E’ la sentenza pronunciata oggi pomeriggio, giovedì 24 febbraio, dal Giudice per l’udienza preliminare del Tribunale di Pescara, Gianluca Sarandrea, per la tragedia dell’Hotel Rigopiano di Farindola, travolto e distrutto il 18 gennaio 2017 da una valanga sotto la quale morirono 29 persone fra ospiti e dipendenti.
Tra le vittime, anche Valentina Cicioni di Monterotondo, mentre sopravvissero alla tragedia il marito Giampaolo Matrone, 39enne noto pasticcere eretino, e la loro figlioletta Gaia, all’epoca 9 anni.

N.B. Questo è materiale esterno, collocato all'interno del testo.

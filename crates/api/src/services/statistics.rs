//! Aggregate article statistics over a creation-date range.
//!
//! [`aggregate`] is pure: given the articles inside the range (newest first)
//! it groups them by author, category and tag. [`compute`] fetches the input
//! and calls it.

use std::collections::HashMap;
use std::hash::Hash;

use sqlx::SqlitePool;

use newsdesk_core::{AccountId, CategoryId, DateRange, TagId};

use crate::db::{ArticleRepository, RepositoryError};
use crate::models::Article;

/// Number of most recent articles listed in the report.
pub const RECENT_LIMIT: usize = 10;

/// Article count for one group.
#[derive(Debug, Clone, PartialEq, Eq)]
pub struct GroupCount<Id> {
    pub id: Id,
    pub name: String,
    pub article_count: usize,
}

/// The statistics report.
#[derive(Debug, Clone, PartialEq, Eq)]
pub struct NewsStatistics {
    /// The requested range, echoed back.
    pub range: DateRange,
    pub total_news_count: usize,
    /// Number of distinct author groups.
    pub total_authors_count: usize,
    /// Up to ten newest articles in the range.
    pub news_list: Vec<Article>,
    pub author_stats: Vec<GroupCount<AccountId>>,
    pub category_stats: Vec<GroupCount<CategoryId>>,
    pub tag_stats: Vec<GroupCount<TagId>>,
}

/// Counts occurrences per key, remembering first-seen order for stable ties.
struct Tally<Id> {
    index: HashMap<Id, usize>,
    groups: Vec<GroupCount<Id>>,
}

impl<Id: Copy + Eq + Hash> Tally<Id> {
    fn new() -> Self {
        Self {
            index: HashMap::new(),
            groups: Vec::new(),
        }
    }

    fn add(&mut self, id: Id, name: &str) {
        if let Some(&slot) = self.index.get(&id) {
            if let Some(group) = self.groups.get_mut(slot) {
                group.article_count += 1;
            }
            return;
        }
        self.index.insert(id, self.groups.len());
        self.groups.push(GroupCount {
            id,
            name: name.to_owned(),
            article_count: 1,
        });
    }

    /// Groups by descending count; equal counts keep first-seen order.
    fn into_sorted(self) -> Vec<GroupCount<Id>> {
        let mut groups = self.groups;
        groups.sort_by(|a, b| b.article_count.cmp(&a.article_count));
        groups
    }
}

/// Build the report from the articles inside `range`.
///
/// `articles` must already be filtered to the range; the newest-first order
/// determines both the recent list and tie order within each group list.
#[must_use]
pub fn aggregate(range: DateRange, mut articles: Vec<Article>) -> NewsStatistics {
    articles.sort_by(|a, b| b.created_at.cmp(&a.created_at).then(b.id.cmp(&a.id)));

    let mut authors = Tally::new();
    let mut categories = Tally::new();
    let mut tags = Tally::new();

    for article in &articles {
        if let Some(author) = &article.author {
            authors.add(author.id, &author.name);
        }
        if let Some(category) = &article.category {
            categories.add(category.id, &category.name);
        }
        for tag in &article.tags {
            tags.add(tag.id, &tag.name);
        }
    }

    let author_stats = authors.into_sorted();
    let total_news_count = articles.len();
    articles.truncate(RECENT_LIMIT);

    NewsStatistics {
        range,
        total_news_count,
        total_authors_count: author_stats.len(),
        news_list: articles,
        author_stats,
        category_stats: categories.into_sorted(),
        tag_stats: tags.into_sorted(),
    }
}

/// Fetch the articles created inside `range` and aggregate them.
///
/// # Errors
///
/// Returns `RepositoryError` if the articles cannot be read.
pub async fn compute(pool: &SqlitePool, range: DateRange) -> Result<NewsStatistics, RepositoryError> {
    let articles = ArticleRepository::new(pool).created_within(&range).await?;
    let report = aggregate(range, articles);

    tracing::debug!(
        total_news = report.total_news_count,
        total_authors = report.total_authors_count,
        "Statistics computed"
    );

    Ok(report)
}

#[cfg(test)]
#[allow(clippy::unwrap_used)]
mod tests {
    use super::*;
    use chrono::{Duration, TimeZone, Utc};
    use newsdesk_core::ArticleId;

    use crate::models::{AuthorRef, CategoryRef, TagRef};

    fn article(id: i32, minutes: i64, author: Option<i32>, category: Option<i32>, tags: &[i32]) -> Article {
        let created = Utc.with_ymd_and_hms(2024, 6, 1, 0, 0, 0).unwrap() + Duration::minutes(minutes);
        Article {
            id: ArticleId::new(id),
            title: format!("Article {id}"),
            headline: "Headline".to_string(),
            content: None,
            source: None,
            is_published: true,
            created_at: created,
            modified_at: created,
            category: category.map(|c| CategoryRef {
                id: CategoryId::new(c),
                name: format!("Category {c}"),
            }),
            author: author.map(|a| AuthorRef {
                id: AccountId::new(a),
                name: format!("Author {a}"),
            }),
            updated_by: None,
            tags: tags
                .iter()
                .map(|&t| TagRef {
                    id: TagId::new(t),
                    name: format!("Tag {t}"),
                })
                .collect(),
        }
    }

    #[test]
    fn test_empty_input() {
        let report = aggregate(DateRange::unbounded(), Vec::new());
        assert_eq!(report.total_news_count, 0);
        assert_eq!(report.total_authors_count, 0);
        assert!(report.news_list.is_empty());
        assert!(report.author_stats.is_empty());
    }

    #[test]
    fn test_groups_sorted_by_count_descending() {
        let report = aggregate(
            DateRange::unbounded(),
            vec![
                article(1, 1, Some(1), Some(10), &[100]),
                article(2, 2, Some(2), Some(20), &[100, 200]),
                article(3, 3, Some(2), Some(20), &[200]),
                article(4, 4, Some(2), None, &[200]),
            ],
        );

        assert_eq!(report.total_news_count, 4);
        assert_eq!(report.total_authors_count, 2);

        let authors: Vec<_> = report
            .author_stats
            .iter()
            .map(|g| (g.id.as_i32(), g.article_count))
            .collect();
        assert_eq!(authors, vec![(2, 3), (1, 1)]);

        let categories: Vec<_> = report
            .category_stats
            .iter()
            .map(|g| (g.id.as_i32(), g.article_count))
            .collect();
        assert_eq!(categories, vec![(20, 2), (10, 1)]);

        let tags: Vec<_> = report
            .tag_stats
            .iter()
            .map(|g| (g.id.as_i32(), g.article_count))
            .collect();
        assert_eq!(tags, vec![(200, 3), (100, 2)]);
    }

    #[test]
    fn test_articles_without_author_or_category_are_not_grouped() {
        let report = aggregate(
            DateRange::unbounded(),
            vec![article(1, 1, None, None, &[]), article(2, 2, Some(5), None, &[])],
        );

        assert_eq!(report.total_news_count, 2);
        assert_eq!(report.total_authors_count, 1);
        assert!(report.category_stats.is_empty());
    }

    #[test]
    fn test_recent_list_is_ten_newest() {
        let articles = (1..=12).map(|i| article(i, i64::from(i), Some(1), None, &[])).collect();
        let report = aggregate(DateRange::unbounded(), articles);

        let ids: Vec<i32> = report.news_list.iter().map(|a| a.id.as_i32()).collect();
        assert_eq!(ids, (3..=12).rev().collect::<Vec<_>>());
        assert_eq!(report.total_news_count, 12);
    }

    #[test]
    fn test_ties_keep_newest_first_order() {
        let report = aggregate(
            DateRange::unbounded(),
            vec![article(1, 1, Some(1), None, &[]), article(2, 2, Some(2), None, &[])],
        );

        let authors: Vec<i32> = report.author_stats.iter().map(|g| g.id.as_i32()).collect();
        assert_eq!(authors, vec![2, 1]);
    }

    #[test]
    fn test_aggregate_is_deterministic() {
        let input = vec![
            article(1, 5, Some(1), Some(1), &[1, 2]),
            article(2, 5, Some(2), Some(1), &[2]),
            article(3, 1, Some(1), Some(2), &[1]),
        ];
        let first = aggregate(DateRange::unbounded(), input.clone());
        let mut shuffled = input;
        shuffled.reverse();
        let second = aggregate(DateRange::unbounded(), shuffled);

        assert_eq!(first, second);
    }
}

Nella sua requisitoria il Procuratore Giuseppe Bellelli aveva auspicato «una sentenza che in nome della Costituzione e del Popolo Italiano affermi il modello di Amministratore Pubblico che aveva il dovere di prevedere il peggio ed evitare la tragedia».
Per questo l’accusa aveva chiesto 150 anni di galera per i 26 imputati – tra politici, funzionari, dirigenti prefettizi e i gestori dell’Hotel – per disastro colposo, omicidio plurimo colposo, lesioni plurime colpose, falso, depistaggio ed abuso edilizio.
A fronte di una richiesta di 11 anni e 4 mesi di reclusione, il Gup Gianluca Sarandrea ha condannato il sindaco di Farindola (Pescara) Ilario Lacchetta a soli due anni e otto mesi per la mancata pulitura della strada.
Assolti l’ex prefetto di Pescara, Francesco Provolo, per il quale era stata chiesta una condanna a 12 anni (la più alta) e l’ex presidente della Provincia, Antonio Di Marco, per il quale era stata proposta una pena di sei anni.
In attesa delle motivazioni della sentenza, è chiaro che ha prevalso la tesi degli avvocati difensori che puntavano sull’assoluta imprevedibilità dell’evento.
Prima della lettura del verdetto Giampaolo Matrone e i familiari delle altre vittime hanno messo in atto una protesta silenziosa appoggiando sulle sedie riservate al pubblico le maglie coi volti delle 29 vittime.
Alla lettura del dispositivo in aula è esplosa la rabbia dei parenti delle 29 vittime, in lacrime: “Vergogna, fate schifo, venduti”.